Work order:
Would you retype the listing below exactly as given?

[Start of section]

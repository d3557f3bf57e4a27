//! Matching evaluators
//!
//! The ranking over encrypted reviewer profiles is a strategy behind
//! [`MatchEvaluator`]. The only strategy shipped here is
//! [`LowestIdEvaluator`], a placeholder that treats every reviewer as an
//! equally good fit.

use crate::error::{CoreError, CoreResult};
use crate::records::{EncryptedReviewer, PaperDescriptors};
use crate::types::{CiphertextHandle, ReviewerId};

const SCORE_CONTEXT: &str = "blindmatch 2024 match score handle";

/// The outcome of one evaluation
#[derive(Clone, Copy, Debug, PartialEq, Eq)]
pub struct Selection {
    pub reviewer_id: ReviewerId,
    /// Handle of the encrypted score for this pairing
    pub score: CiphertextHandle,
}

/// Picks the best reviewer for a paper
///
/// Implementations must be deterministic, must return exactly one reviewer
/// for a non-empty registry with ties going to the lowest id, and must fail
/// with [`CoreError::NoReviewersAvailable`] for an empty one.
pub trait MatchEvaluator: Send + Sync {
    fn name(&self) -> &'static str;

    fn evaluate(
        &self,
        paper: &PaperDescriptors,
        reviewers: &[EncryptedReviewer],
    ) -> CoreResult<Selection>;
}

/// Highest score wins, ties go to the lowest reviewer id
pub fn select_best<'a, S: Ord>(
    scored: impl IntoIterator<Item = (&'a EncryptedReviewer, S)>,
) -> CoreResult<&'a EncryptedReviewer> {
    scored
        .into_iter()
        .max_by(|(ra, sa), (rb, sb)| sa.cmp(sb).then_with(|| rb.id.cmp(&ra.id)))
        .map(|(reviewer, _)| reviewer)
        .ok_or(CoreError::NoReviewersAvailable)
}

/// Handle naming the encrypted score of a paper/reviewer pairing
pub fn score_handle(paper: &PaperDescriptors, reviewer: &EncryptedReviewer) -> CiphertextHandle {
    CiphertextHandle::derive(
        SCORE_CONTEXT,
        &[
            paper.digest().as_bytes().as_slice(),
            reviewer.ciphertexts.expertise.as_bytes().as_slice(),
        ],
    )
}

/// Placeholder strategy: every reviewer scores the same
pub struct LowestIdEvaluator;

impl MatchEvaluator for LowestIdEvaluator {
    fn name(&self) -> &'static str {
        "lowest-id (placeholder)"
    }

    fn evaluate(
        &self,
        paper: &PaperDescriptors,
        reviewers: &[EncryptedReviewer],
    ) -> CoreResult<Selection> {
        let best = select_best(reviewers.iter().map(|r| (r, ())))?;
        Ok(Selection {
            reviewer_id: best.id,
            score: score_handle(paper, best),
        })
    }
}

[End of section]

Result:
repository d3557f3bf57e4a27
//! Matching evaluators
//!
//! The ranking over encrypted reviewer profiles is a strategy behind
//! [`MatchEvaluator`]. The only strategy shipped here is
//! [`LowestIdEvaluator`], a placeholder that treats every reviewer as an
//! equally good fit.

use crate::error::{CoreError, CoreResult};
use crate::records::{EncryptedReviewer, PaperDescriptors};
use crate::types::{CiphertextHandle, ReviewerId};

const SCORE_CONTEXT: &str = "blindmatch 2024 match score handle";

/// The outcome of one evaluation
#[derive(Clone, Copy, Debug, PartialEq, Eq)]
pub struct Selection {
    pub reviewer_id: ReviewerId,
    /// Handle of the encrypted score for this pairing
    pub score: CiphertextHandle,
}

/// Picks the best reviewer for a paper
///
/// Implementations must be deterministic, must return exactly one reviewer
/// for a non-empty registry with ties going to the lowest id, and must fail
/// with [`CoreError::NoReviewersAvailable`] for an empty one.
pub trait MatchEvaluator: Send + Sync {
    fn name(&self) -> &'static str;

    fn evaluate(
        &self,
        paper: &PaperDescriptors,
        reviewers: &[EncryptedReviewer],
    ) -> CoreResult<Selection>;
}

/// Highest score wins, ties go to the lowest reviewer id
pub fn select_best<'a, S: Ord>(
    scored: impl IntoIterator<Item = (&'a EncryptedReviewer, S)>,
) -> CoreResult<&'a EncryptedReviewer> {
    scored
        .into_iter()
        .max_by(|(ra, sa), (rb, sb)| sa.cmp(sb).then_with(|| rb.id.cmp(&ra.id)))
        .map(|(reviewer, _)| reviewer)
        .ok_or(CoreError::NoReviewersAvailable)
}

/// Handle naming the encrypted score of a paper/reviewer pairing
pub fn score_handle(paper: &PaperDescriptors, reviewer: &EncryptedReviewer) -> CiphertextHandle {
    CiphertextHandle::derive(
        SCORE_CONTEXT,
        &[
            paper.digest().as_bytes().as_slice(),
            reviewer.ciphertexts.expertise.as_bytes().as_slice(),
        ],
    )
}

/// Placeholder strategy: every reviewer scores the same
pub struct LowestIdEvaluator;

impl MatchEvaluator for LowestIdEvaluator {
    fn name(&self) -> &'static str {
        "lowest-id (placeholder)"
    }

    fn evaluate(
        &self,
        paper: &PaperDescriptors,
        reviewers: &[EncryptedReviewer],
    ) -> CoreResult<Selection> {
        let best = select_best(reviewers.iter().map(|r| (r, ())))?;
        Ok(Selection {
            reviewer_id: best.id,
            score: score_handle(paper, best),
        })
    }
}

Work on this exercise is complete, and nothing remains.